** INPUT FOR THIS TASK follows **
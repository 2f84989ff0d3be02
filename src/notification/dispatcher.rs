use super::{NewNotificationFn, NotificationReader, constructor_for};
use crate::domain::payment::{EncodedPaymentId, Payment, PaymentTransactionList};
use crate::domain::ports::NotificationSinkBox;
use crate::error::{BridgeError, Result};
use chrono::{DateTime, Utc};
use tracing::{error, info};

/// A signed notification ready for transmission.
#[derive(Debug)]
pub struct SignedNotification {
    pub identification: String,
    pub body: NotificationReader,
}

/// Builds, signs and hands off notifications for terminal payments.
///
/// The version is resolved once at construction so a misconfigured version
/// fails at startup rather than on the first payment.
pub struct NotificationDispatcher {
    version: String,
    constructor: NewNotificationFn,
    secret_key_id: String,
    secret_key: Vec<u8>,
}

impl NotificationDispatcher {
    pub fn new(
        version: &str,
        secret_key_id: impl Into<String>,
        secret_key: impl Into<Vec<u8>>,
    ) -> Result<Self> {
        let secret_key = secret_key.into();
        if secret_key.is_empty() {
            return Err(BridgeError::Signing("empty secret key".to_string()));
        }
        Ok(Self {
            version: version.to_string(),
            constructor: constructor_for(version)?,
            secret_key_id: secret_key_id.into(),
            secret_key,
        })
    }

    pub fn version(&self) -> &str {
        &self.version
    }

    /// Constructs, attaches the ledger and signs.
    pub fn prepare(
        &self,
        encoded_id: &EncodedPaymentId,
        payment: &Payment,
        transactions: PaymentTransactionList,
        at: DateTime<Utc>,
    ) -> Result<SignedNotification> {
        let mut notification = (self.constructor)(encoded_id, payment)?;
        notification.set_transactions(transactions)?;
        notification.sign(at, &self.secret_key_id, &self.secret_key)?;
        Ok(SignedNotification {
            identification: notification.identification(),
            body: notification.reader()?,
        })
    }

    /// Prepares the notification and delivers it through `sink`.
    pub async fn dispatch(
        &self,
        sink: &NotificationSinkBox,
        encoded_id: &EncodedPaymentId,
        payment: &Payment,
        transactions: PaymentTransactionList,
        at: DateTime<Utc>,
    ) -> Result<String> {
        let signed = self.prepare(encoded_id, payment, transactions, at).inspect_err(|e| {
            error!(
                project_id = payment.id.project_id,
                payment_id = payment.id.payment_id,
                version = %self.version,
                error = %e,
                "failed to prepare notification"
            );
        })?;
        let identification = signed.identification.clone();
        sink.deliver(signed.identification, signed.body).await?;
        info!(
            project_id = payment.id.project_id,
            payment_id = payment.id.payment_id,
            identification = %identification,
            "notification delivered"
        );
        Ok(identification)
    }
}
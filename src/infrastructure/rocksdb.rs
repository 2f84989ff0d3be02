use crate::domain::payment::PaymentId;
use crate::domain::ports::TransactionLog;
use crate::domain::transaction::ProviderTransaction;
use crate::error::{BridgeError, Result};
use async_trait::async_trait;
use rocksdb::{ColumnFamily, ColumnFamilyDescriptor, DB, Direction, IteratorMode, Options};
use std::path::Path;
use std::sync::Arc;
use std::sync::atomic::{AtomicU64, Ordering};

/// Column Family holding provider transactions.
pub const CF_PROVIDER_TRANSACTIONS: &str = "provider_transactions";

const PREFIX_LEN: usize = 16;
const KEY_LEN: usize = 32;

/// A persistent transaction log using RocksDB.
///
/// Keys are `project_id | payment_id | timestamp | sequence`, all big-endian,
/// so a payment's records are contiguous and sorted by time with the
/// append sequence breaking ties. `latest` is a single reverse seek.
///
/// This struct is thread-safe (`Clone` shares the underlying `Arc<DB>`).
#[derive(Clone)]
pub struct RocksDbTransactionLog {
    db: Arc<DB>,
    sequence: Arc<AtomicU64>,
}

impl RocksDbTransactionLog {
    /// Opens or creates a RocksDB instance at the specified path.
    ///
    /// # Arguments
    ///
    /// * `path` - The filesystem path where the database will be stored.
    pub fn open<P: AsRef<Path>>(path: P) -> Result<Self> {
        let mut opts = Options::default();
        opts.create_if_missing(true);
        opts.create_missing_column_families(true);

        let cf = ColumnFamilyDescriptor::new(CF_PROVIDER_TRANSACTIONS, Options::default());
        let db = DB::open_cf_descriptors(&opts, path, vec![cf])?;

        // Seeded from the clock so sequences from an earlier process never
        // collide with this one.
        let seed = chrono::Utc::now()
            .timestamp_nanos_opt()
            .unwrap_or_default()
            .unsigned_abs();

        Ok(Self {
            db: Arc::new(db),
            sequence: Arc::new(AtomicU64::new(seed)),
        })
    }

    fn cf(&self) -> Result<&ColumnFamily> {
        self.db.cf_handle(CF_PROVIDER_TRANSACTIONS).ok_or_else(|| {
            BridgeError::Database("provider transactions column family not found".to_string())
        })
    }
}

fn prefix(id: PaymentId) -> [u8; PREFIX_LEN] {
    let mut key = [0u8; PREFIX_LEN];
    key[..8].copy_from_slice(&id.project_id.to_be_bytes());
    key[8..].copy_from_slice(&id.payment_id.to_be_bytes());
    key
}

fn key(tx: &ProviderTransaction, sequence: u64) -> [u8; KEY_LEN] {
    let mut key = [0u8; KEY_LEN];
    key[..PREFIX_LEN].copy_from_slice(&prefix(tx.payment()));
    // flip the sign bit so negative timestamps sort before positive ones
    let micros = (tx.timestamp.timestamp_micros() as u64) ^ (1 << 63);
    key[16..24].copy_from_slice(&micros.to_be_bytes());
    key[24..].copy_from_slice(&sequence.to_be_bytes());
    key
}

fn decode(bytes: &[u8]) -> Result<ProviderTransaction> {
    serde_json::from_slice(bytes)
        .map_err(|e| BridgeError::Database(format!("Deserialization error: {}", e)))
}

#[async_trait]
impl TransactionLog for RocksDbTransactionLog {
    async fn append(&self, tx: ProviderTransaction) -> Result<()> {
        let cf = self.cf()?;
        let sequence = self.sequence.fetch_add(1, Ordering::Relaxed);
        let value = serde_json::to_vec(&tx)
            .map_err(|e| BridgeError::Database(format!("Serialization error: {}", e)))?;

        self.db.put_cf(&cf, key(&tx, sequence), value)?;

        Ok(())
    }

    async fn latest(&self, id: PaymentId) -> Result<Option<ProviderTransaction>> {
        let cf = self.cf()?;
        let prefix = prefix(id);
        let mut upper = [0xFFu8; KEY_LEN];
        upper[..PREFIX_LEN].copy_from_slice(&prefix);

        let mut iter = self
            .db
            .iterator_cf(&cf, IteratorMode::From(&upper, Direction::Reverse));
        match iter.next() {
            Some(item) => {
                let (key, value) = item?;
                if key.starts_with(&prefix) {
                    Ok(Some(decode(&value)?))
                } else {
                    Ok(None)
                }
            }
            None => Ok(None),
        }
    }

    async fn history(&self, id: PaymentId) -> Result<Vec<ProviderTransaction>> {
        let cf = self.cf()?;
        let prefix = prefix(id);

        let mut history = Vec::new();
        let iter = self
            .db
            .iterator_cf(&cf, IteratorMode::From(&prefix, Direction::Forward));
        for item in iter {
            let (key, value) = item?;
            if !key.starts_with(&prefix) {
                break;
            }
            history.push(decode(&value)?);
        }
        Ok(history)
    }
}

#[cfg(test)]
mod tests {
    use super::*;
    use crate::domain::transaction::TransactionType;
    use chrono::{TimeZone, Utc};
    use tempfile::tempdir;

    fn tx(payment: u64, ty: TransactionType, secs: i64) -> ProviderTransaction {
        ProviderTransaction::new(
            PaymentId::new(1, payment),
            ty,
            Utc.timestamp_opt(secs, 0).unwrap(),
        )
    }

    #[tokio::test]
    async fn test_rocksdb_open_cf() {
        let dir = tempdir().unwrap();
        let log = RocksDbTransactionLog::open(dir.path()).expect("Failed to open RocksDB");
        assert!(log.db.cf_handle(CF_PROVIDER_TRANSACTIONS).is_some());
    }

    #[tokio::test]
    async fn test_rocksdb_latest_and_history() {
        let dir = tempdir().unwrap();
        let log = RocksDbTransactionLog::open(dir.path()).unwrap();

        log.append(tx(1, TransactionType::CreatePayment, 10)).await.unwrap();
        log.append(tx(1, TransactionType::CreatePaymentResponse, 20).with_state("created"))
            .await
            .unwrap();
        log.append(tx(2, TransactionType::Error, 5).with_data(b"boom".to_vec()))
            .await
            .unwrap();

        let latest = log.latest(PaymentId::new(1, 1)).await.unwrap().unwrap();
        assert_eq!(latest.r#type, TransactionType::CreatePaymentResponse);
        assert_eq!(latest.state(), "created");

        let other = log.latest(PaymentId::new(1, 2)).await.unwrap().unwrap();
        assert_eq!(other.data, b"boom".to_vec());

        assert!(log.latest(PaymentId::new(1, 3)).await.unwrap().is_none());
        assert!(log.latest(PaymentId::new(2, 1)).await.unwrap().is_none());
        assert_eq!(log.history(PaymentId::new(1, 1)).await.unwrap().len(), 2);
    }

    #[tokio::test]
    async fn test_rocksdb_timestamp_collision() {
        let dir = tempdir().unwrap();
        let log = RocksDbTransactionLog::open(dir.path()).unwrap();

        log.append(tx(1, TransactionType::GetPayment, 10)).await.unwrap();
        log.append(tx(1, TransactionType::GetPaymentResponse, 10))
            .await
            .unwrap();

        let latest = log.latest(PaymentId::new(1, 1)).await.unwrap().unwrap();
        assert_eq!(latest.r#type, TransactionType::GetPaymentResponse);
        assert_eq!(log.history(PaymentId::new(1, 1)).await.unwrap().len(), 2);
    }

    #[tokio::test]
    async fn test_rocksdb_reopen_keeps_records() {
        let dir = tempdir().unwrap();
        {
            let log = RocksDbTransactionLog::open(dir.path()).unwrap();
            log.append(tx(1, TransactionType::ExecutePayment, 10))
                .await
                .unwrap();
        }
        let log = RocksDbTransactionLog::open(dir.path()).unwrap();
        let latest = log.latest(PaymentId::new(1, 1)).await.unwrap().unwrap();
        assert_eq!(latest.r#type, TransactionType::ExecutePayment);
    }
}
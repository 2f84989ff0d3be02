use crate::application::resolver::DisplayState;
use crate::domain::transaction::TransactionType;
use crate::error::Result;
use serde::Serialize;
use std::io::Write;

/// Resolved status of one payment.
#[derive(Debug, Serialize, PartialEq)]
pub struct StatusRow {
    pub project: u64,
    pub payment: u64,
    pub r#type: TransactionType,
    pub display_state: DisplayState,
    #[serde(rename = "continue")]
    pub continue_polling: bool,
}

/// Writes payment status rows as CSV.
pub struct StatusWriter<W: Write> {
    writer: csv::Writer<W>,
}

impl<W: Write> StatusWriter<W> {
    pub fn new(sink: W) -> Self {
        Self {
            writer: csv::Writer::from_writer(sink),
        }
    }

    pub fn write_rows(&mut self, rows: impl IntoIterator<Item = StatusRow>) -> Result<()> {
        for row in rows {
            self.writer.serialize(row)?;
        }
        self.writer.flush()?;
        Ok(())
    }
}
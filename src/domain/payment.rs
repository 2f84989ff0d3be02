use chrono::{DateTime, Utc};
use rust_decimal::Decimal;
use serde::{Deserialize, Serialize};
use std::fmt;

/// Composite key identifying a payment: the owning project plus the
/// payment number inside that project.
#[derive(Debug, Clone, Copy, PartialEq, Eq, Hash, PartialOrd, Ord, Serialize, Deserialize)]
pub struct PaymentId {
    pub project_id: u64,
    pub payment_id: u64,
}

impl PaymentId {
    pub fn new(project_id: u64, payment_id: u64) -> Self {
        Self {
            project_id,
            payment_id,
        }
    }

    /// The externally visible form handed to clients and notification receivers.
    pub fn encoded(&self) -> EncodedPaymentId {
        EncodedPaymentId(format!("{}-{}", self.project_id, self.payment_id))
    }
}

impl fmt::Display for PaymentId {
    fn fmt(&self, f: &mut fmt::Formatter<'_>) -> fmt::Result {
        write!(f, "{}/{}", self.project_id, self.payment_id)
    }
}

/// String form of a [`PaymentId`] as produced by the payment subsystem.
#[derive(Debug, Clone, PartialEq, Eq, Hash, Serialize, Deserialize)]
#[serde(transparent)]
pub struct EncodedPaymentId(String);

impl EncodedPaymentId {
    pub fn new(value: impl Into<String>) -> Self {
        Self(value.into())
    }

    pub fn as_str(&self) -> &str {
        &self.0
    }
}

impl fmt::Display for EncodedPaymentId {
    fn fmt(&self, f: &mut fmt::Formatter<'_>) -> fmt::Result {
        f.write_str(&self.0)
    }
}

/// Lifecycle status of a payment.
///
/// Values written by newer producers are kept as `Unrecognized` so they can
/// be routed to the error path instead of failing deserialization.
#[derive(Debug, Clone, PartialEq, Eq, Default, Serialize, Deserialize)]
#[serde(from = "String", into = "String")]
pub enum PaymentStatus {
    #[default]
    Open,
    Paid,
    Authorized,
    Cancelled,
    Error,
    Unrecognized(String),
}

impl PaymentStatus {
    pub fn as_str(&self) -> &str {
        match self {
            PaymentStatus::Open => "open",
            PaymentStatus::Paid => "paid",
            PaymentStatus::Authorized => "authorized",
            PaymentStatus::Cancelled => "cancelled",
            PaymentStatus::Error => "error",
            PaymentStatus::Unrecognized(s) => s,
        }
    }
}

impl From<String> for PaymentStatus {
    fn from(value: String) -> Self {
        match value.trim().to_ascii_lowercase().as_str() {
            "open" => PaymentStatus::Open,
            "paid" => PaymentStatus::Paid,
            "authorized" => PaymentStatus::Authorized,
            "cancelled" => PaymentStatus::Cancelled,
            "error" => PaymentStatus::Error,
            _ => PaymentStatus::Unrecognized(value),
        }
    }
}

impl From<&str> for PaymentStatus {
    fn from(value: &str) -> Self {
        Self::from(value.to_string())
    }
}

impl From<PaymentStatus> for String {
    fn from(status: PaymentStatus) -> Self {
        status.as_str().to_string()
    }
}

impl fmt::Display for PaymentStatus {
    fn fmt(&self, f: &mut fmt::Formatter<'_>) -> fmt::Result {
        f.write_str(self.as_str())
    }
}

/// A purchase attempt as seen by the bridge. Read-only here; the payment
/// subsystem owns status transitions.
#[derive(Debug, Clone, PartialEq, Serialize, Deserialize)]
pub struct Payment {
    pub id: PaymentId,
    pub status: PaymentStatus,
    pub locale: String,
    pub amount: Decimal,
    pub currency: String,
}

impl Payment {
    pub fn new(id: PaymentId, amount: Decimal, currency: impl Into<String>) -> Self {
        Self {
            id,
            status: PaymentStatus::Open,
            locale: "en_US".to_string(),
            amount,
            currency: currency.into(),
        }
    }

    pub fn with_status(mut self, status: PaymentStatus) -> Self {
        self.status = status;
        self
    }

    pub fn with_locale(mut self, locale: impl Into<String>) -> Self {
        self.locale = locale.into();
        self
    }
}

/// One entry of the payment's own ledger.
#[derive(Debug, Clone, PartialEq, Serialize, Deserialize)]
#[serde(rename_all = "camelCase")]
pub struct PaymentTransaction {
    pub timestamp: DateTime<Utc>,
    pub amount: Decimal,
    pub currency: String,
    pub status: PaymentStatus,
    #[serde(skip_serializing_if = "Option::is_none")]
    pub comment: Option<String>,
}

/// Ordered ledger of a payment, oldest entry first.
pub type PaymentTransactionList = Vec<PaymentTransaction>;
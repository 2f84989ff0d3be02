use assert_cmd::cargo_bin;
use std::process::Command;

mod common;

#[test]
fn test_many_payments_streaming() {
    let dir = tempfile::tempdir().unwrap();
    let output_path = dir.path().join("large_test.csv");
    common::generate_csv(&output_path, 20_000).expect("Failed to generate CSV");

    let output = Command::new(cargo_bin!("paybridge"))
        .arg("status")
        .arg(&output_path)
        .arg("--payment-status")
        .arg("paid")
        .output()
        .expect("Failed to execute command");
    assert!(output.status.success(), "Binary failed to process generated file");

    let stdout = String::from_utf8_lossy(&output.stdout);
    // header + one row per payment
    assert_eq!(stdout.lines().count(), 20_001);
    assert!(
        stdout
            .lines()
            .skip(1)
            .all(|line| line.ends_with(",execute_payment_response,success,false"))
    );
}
** End of INPUT FOR THIS TASK **
• **PROBLEM STATEMENT**: Say how many lines in the records hold the string "currency", please, and add no other words.

• **WRITTEN SOLUTION**: 4